По уровню развития андерграундная жизнь Одессы не уступала Москве. Меня особенно поразил художник Хрущ. По ночам Хрущ воровал стенды типа «Слава КПСС!» и на оборотной стороне холстов писал картины. Писать он мог на всем — на дверцах выброшенных на помойку кухонных шкафчиков, например. Когда я пришел в его мастерскую, он недолго раздумывал, что бы такое мне подарить. Взял какую-то дощечку, выстругал из нее рыбу, покрасил, покрыл лаком и подарил. Этой воблой я потом часто разыгрывал подвыпивших гостей у меня дома. Особо поразила меня фактура некоторых работ Хруща. Оказалось, он подмешивал к краске сахар и оставлял полотна в мастерской на ночь. Мастерская представляла маленький сарай-пристройку к какой-то хате. Тараканы, обильно водившиеся в той местности, выедали сахар из пастозной живописи, образуя крайне вычурный прихотливый рельеф. «Наш ответ Джексону Поллоку», — смеялся Хрущ.

Гуляя по невообразимому городу, ни с чем не сравнимому Зурбагану и Лиссу, мы вели с Лейдерманом философические беседы в стиле Андрея Монастырского (Мони) или навещали в сумасшедшем доме Ануфриева и вели аналогичные беседы с ним, гуляя по больничному саду. Мне сейчас кажется, в саду психиатрической клиники эти беседы были особенно уместны и своевременны.

После устроенного местными организаторами новой музыки моего сольного выступления в кафе на Пушкинской в женском туалете имела место драка двух работавших в кафе проституток. По словам других проституток, поводом послужила моя музыка — одной, мол, понравилось, другой — нет, ну и слово за слово и понеслось…

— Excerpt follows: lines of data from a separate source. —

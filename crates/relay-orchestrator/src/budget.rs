//! Time budget of a single run

use std::time::Duration;

use relay_config::BudgetEnforcement;
use tokio::time::Instant;

#[derive(Debug, Clone, Copy)]
pub(crate) struct Budget {
    started: Instant,
    deadline: Instant,
    start_buffer: Duration,
    enforcement: BudgetEnforcement,
}

impl Budget {
    pub(crate) fn new(
        started: Instant,
        deadline: Instant,
        start_buffer: Duration,
        enforcement: BudgetEnforcement,
    ) -> Self {
        Self {
            started,
            deadline,
            start_buffer,
            enforcement,
        }
    }

    pub(crate) fn remaining(&self) -> Duration {
        self.deadline.saturating_duration_since(Instant::now())
    }

    pub(crate) fn elapsed(&self) -> Duration {
        self.started.elapsed()
    }

    /// A new attempt may start only while more than the start buffer remains
    pub(crate) fn can_start(&self) -> bool {
        self.remaining() > self.start_buffer
    }

    /// Timeout handed to the adapter for one call
    pub(crate) fn call_timeout(&self, provider_timeout: Duration) -> Duration {
        match self.enforcement {
            BudgetEnforcement::Advisory => provider_timeout,
            BudgetEnforcement::Strict => provider_timeout.min(self.remaining()),
        }
    }
}

#[cfg(test)]
mod tests {
    use super::*;

    fn budget(total: Duration, enforcement: BudgetEnforcement) -> Budget {
        let now = Instant::now();
        Budget::new(now, now + total, Duration::from_secs(2), enforcement)
    }

    #[tokio::test(start_paused = true)]
    async fn test_start_buffer_is_exclusive() {
        let b = budget(Duration::from_secs(5), BudgetEnforcement::Advisory);
        assert!(b.can_start());

        tokio::time::advance(Duration::from_secs(3)).await;
        assert!(!b.can_start());
        assert_eq!(b.remaining(), Duration::from_secs(2));
    }

    #[tokio::test(start_paused = true)]
    async fn test_passed_deadline_has_nothing_remaining() {
        let now = Instant::now();
        let b = Budget::new(
            now,
            now - Duration::from_secs(1),
            Duration::from_secs(2),
            BudgetEnforcement::Advisory,
        );
        assert_eq!(b.remaining(), Duration::ZERO);
        assert!(!b.can_start());
    }

    #[tokio::test(start_paused = true)]
    async fn test_strict_mode_clips_call_timeout() {
        let advisory = budget(Duration::from_secs(10), BudgetEnforcement::Advisory);
        let strict = budget(Duration::from_secs(10), BudgetEnforcement::Strict);

        assert_eq!(
            advisory.call_timeout(Duration::from_secs(20)),
            Duration::from_secs(20)
        );
        assert_eq!(
            strict.call_timeout(Duration::from_secs(20)),
            Duration::from_secs(10)
        );
        assert_eq!(
            strict.call_timeout(Duration::from_secs(4)),
            Duration::from_secs(4)
        );
    }
}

Такого обостренного внимания к проблемам языка новой импровизационной музыки в Москве и Ленинграде со стороны простого народа, неискушенных слушателей, не наблюдалось. Возможно, именно эти горячие эстетические споры подвигли меня впоследствии на сельхозработах в деревне Алферьево под Зарайском к написанию работы «К проблеме языка Новой Импровизационной Музыки», где я пытался проанализировать историческое изменение музыкальных стилей с точки зрения теории информации, особенно в аспекте редундантности и шумов, затрудняющих восприятие. Или это отголоски наших несколько суматошных бесед и даже споров с Лейдерманом в прозванном пациентами психодромом саду психиатрической клиники?